津軽では、とうもろこしのことを『きみ』と言う。弘前市の嶽(だけ)地区、そこには美味しい美味しい嶽きみがある。今から2世代前の樺太からの入植者、佐藤さんが初めて栽培した。このアメリカ産のとうもろこしは、日本で誰一人栽培した事のない品種だったが、苦労の末栽培に成功し、寒暖差の激しい嶽地区で次第に栽培農家が増えていく。岩木山麓に広がる丘陵地からは聳える岩木山を望む。
子供の頃、とうもろこしは夏を過ぎてのおやつだった。スイカやメロンが終わったあと、一斉に出てくる。当時は嶽きみは発展途上で、青森市及び近隣の町村で収穫された地物だったろうと思う。
白っぽいもの、黄色っぽいもの、黄色と黒が混ざった、お歯黒きみと呼んでいたものなどさまざまな種類が出回る。
とうもろこしは常に母が買って来た。大きな鍋で一度に5〜6本茹でる。僕は「まだ?」「まだ?」と何度も聞いた。茹で上がった直後は熱くて持てたもんじゃない。しかし、温かい方が美味しいと分かっているので、指3本の先でツンと軽く叩いて、持てる様になったかどうかを確かめたものだ。
一本まるまる食べるとは限らない。もうすぐご飯の時間だから、半分ずつにしておきなさいと言われたり。

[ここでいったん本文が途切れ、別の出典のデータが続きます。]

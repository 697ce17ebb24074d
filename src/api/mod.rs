mod accounts;
mod admin;
pub mod notifications;
mod oauth;
mod qr_login;
mod sso;

use rocket::serde::json::Json;
use rocket::Catcher;
use serde_json::Value;

pub use crate::api::{
    accounts::routes as accounts_routes,
    admin::routes as admin_routes,
    notifications::routes as notifications_routes,
    notifications::{start_sweeper, ws_shutdown, WS_QR_SUBSCRIBERS},
    oauth::routes as oauth_routes,
    qr_login::routes as qr_login_routes,
    sso::routes as sso_routes,
};

// Type aliases for API methods results
pub type ApiResult<T> = Result<T, crate::error::Error>;
pub type JsonResult = ApiResult<Json<Value>>;
pub type EmptyResult = ApiResult<()>;

/// The native JSON envelope: `{success, errorCode?, data?}`.
pub fn api_success(data: Value) -> Json<Value> {
    Json(json!({
        "success": true,
        "data": data,
    }))
}

/// Success without a payload.
pub fn api_ok() -> Json<Value> {
    Json(json!({
        "success": true,
    }))
}

fn error_body(code: &str) -> Value {
    json!({
        "success": false,
        "errorCode": code,
    })
}

pub fn catchers() -> Vec<Catcher> {
    catchers![bad_request, unauthorized, forbidden, not_found, payload_too_large, unprocessable, too_many_requests, internal_error]
}

#[catch(400)]
fn bad_request() -> Json<Value> {
    Json(error_body("INTERNAL_ERROR"))
}

#[catch(401)]
fn unauthorized() -> Json<Value> {
    Json(error_body("UNAUTHORIZED"))
}

#[catch(403)]
fn forbidden() -> Json<Value> {
    Json(error_body("ACCESS_DENIED"))
}

#[catch(404)]
fn not_found() -> Json<Value> {
    Json(error_body("NOT_FOUND"))
}

#[catch(413)]
fn payload_too_large() -> Json<Value> {
    Json(error_body("REQUEST_TOO_LARGE"))
}

#[catch(422)]
fn unprocessable() -> Json<Value> {
    Json(error_body("INTERNAL_ERROR"))
}

#[catch(429)]
fn too_many_requests() -> Json<Value> {
    Json(error_body("RATE_LIMITED"))
}

#[catch(500)]
fn internal_error() -> Json<Value> {
    Json(error_body("INTERNAL_ERROR"))
}

#[cfg(test)]
mod tests {
    use super::*;

    #[test]
    fn test_success_envelope_shape() {
        let body = api_success(json!({"id": 7})).into_inner();
        assert_eq!(body["success"], true);
        assert_eq!(body["data"]["id"], 7);
        assert!(body.get("errorCode").is_none());
    }

    #[test]
    fn test_error_envelope_shape() {
        let body = error_body("RATE_LIMITED");
        assert_eq!(body["success"], false);
        assert_eq!(body["errorCode"], "RATE_LIMITED");
        assert!(body.get("data").is_none());
    }
}
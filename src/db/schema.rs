diesel::table! {
    users (id) {
        id -> BigInt,
        username -> Text,
        email -> Text,
        password_hash -> Text,
        avatar -> Text,
        role -> Integer,
        microsoft_id -> Nullable<Text>,
        microsoft_name -> Nullable<Text>,
        microsoft_avatar_url -> Nullable<Text>,
        microsoft_avatar_hash -> Nullable<Text>,
        banned -> Bool,
        ban_reason -> Nullable<Text>,
        banned_at -> Nullable<Timestamp>,
        banned_by -> Nullable<BigInt>,
        unban_at -> Nullable<Timestamp>,
        created_at -> Timestamp,
        updated_at -> Timestamp,
    }
}

diesel::table! {
    one_shot_tokens (token) {
        token -> Text,
        email -> Text,
        intent -> Integer,
        code -> Nullable<Text>,
        used -> Bool,
        created_at -> Timestamp,
        expires_at -> Timestamp,
    }
}

diesel::table! {
    verification_codes (id) {
        id -> BigInt,
        email -> Text,
        code -> Text,
        intent -> Integer,
        attempts -> Integer,
        verified -> Bool,
        verified_at -> Nullable<Timestamp>,
        created_at -> Timestamp,
        expires_at -> Timestamp,
    }
}

diesel::table! {
    qr_login_tokens (token) {
        token -> Text,
        status -> Integer,
        user_id -> Nullable<BigInt>,
        session_token -> Nullable<Text>,
        created_at -> Timestamp,
        expires_at -> Timestamp,
    }
}

diesel::table! {
    oauth_clients (client_id) {
        client_id -> Text,
        secret_hash -> Text,
        name -> Text,
        description -> Text,
        redirect_uri -> Text,
        enabled -> Bool,
        created_at -> Timestamp,
        updated_at -> Timestamp,
    }
}

diesel::table! {
    oauth_auth_codes (code) {
        code -> Text,
        client_id -> Text,
        user_id -> BigInt,
        redirect_uri -> Text,
        scope -> Text,
        used -> Bool,
        created_at -> Timestamp,
        expires_at -> Timestamp,
    }
}

diesel::table! {
    oauth_access_tokens (token_hash) {
        token_hash -> Text,
        client_id -> Text,
        user_id -> BigInt,
        scope -> Text,
        created_at -> Timestamp,
        expires_at -> Timestamp,
    }
}

diesel::table! {
    oauth_refresh_tokens (token_hash) {
        token_hash -> Text,
        access_token_hash -> Nullable<Text>,
        client_id -> Text,
        user_id -> BigInt,
        scope -> Text,
        created_at -> Timestamp,
        expires_at -> Timestamp,
    }
}

diesel::table! {
    oauth_grants (user_id, client_id) {
        user_id -> BigInt,
        client_id -> Text,
        scope -> Text,
        created_at -> Timestamp,
        updated_at -> Timestamp,
    }
}

diesel::table! {
    admin_logs (id) {
        id -> BigInt,
        admin_id -> BigInt,
        action -> Text,
        target_id -> Nullable<BigInt>,
        details -> Text,
        created_at -> Timestamp,
    }
}

diesel::table! {
    user_logs (id) {
        id -> BigInt,
        user_id -> BigInt,
        action -> Text,
        details -> Text,
        created_at -> Timestamp,
    }
}

diesel::allow_tables_to_appear_in_same_query!(
    users,
    one_shot_tokens,
    verification_codes,
    qr_login_tokens,
    oauth_clients,
    oauth_auth_codes,
    oauth_access_tokens,
    oauth_refresh_tokens,
    oauth_grants,
    admin_logs,
    user_logs,
);
//
// Random values, digests and constant time compares
//
use data_encoding::{Encoding, HEXLOWER};
use ring::digest::{digest, SHA256};

use crate::error::Error;

pub fn get_random_bytes<const N: usize>() -> [u8; N] {
    use ring::rand::{SecureRandom, SystemRandom};

    let mut array = [0; N];
    SystemRandom::new().fill(&mut array).expect("Error generating random values");

    array
}

/// Encodes random bytes using the provided function.
pub fn encode_random_bytes<const N: usize>(e: Encoding) -> String {
    e.encode(&get_random_bytes::<N>())
}

/// Opaque bearer material: N random bytes, hex encoded.
pub fn generate_token<const N: usize>() -> String {
    encode_random_bytes::<N>(HEXLOWER)
}

/// Generates a numeric code of up to 19 digits, zero padded.
pub fn generate_numeric_code(token_size: u32) -> Result<String, Error> {
    if token_size > 19 {
        err!("Token size is limited to 19 digits")
    }

    // 8 bytes to create an u64 for up to 19 token digits
    let bytes = get_random_bytes::<8>();
    let number = u64::from_be_bytes(bytes) % 10u64.pow(token_size);
    Ok(format!("{number:0size$}", size = token_size as usize))
}

/// SHA-256 of the input, hex encoded. Stored tokens only ever exist in
/// this form; the plaintext is handed out once at mint time.
pub fn sha256_hex(data: &[u8]) -> String {
    HEXLOWER.encode(digest(&SHA256, data).as_ref())
}

//
// Constant time compare
//
pub fn ct_eq<T: AsRef<[u8]>, U: AsRef<[u8]>>(a: T, b: U) -> bool {
    use ring::constant_time::verify_slices_are_equal;

    verify_slices_are_equal(a.as_ref(), b.as_ref()).is_ok()
}

#[cfg(test)]
mod tests {
    use super::*;

    #[test]
    fn test_generate_token_is_hex_of_expected_length() {
        let token = generate_token::<32>();
        assert_eq!(token.len(), 64);
        assert!(token.chars().all(|c| c.is_ascii_hexdigit()));
    }

    #[test]
    fn test_generate_numeric_code_has_requested_digits() {
        for _ in 0..32 {
            let code = generate_numeric_code(6).unwrap();
            assert_eq!(code.len(), 6);
            assert!(code.chars().all(|c| c.is_ascii_digit()));
        }
    }

    #[test]
    fn test_generate_numeric_code_rejects_oversized_request() {
        assert!(generate_numeric_code(20).is_err());
    }

    #[test]
    fn test_sha256_hex_known_vector() {
        // Empty input digest, straight from FIPS 180-4 test vectors.
        assert_eq!(sha256_hex(b""), "e3b0c44298fc1c149afbf4c8996fb92427ae41e4649b934ca495991b7852b855");
    }

    #[test]
    fn test_ct_eq() {
        assert!(ct_eq("abc", "abc"));
        assert!(!ct_eq("abc", "abd"));
        assert!(!ct_eq("abc", "abcd"));
    }
}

ところが、子供にとってはとうもろこしを折るのは結構難しかった。割ったあとどちらを食べるかを姉と相談。僕は、大きな粒が揃った頭の方も好きだったが、先細って段々と粒が小さくなる先端も嫌いじゃなかった。塩味を少し強く感じるのが好きだった。
とうもろこしを煮る前の下準備は子供の仕事。新聞紙を広げて、皮を剥いで、ヒゲと呼ばれた細い繊維を取る。これがイライラする。だが適当にやってしまうと、いざ食べる時にやたらと歯に挟まることになり後悔する。
今はあちらこちらの産地で甘くて美味しいとうもろこしが獲れる。しかも、ネットの時代。一本二本じゃなく五本以上だと送料も高く感じないのではないだろうか。色々な食べ物が楽しめる時代である。
もう時期が過ぎているのに、書いている今、頭の中が茹で上がったとうもろこしの姿と匂いで充満している。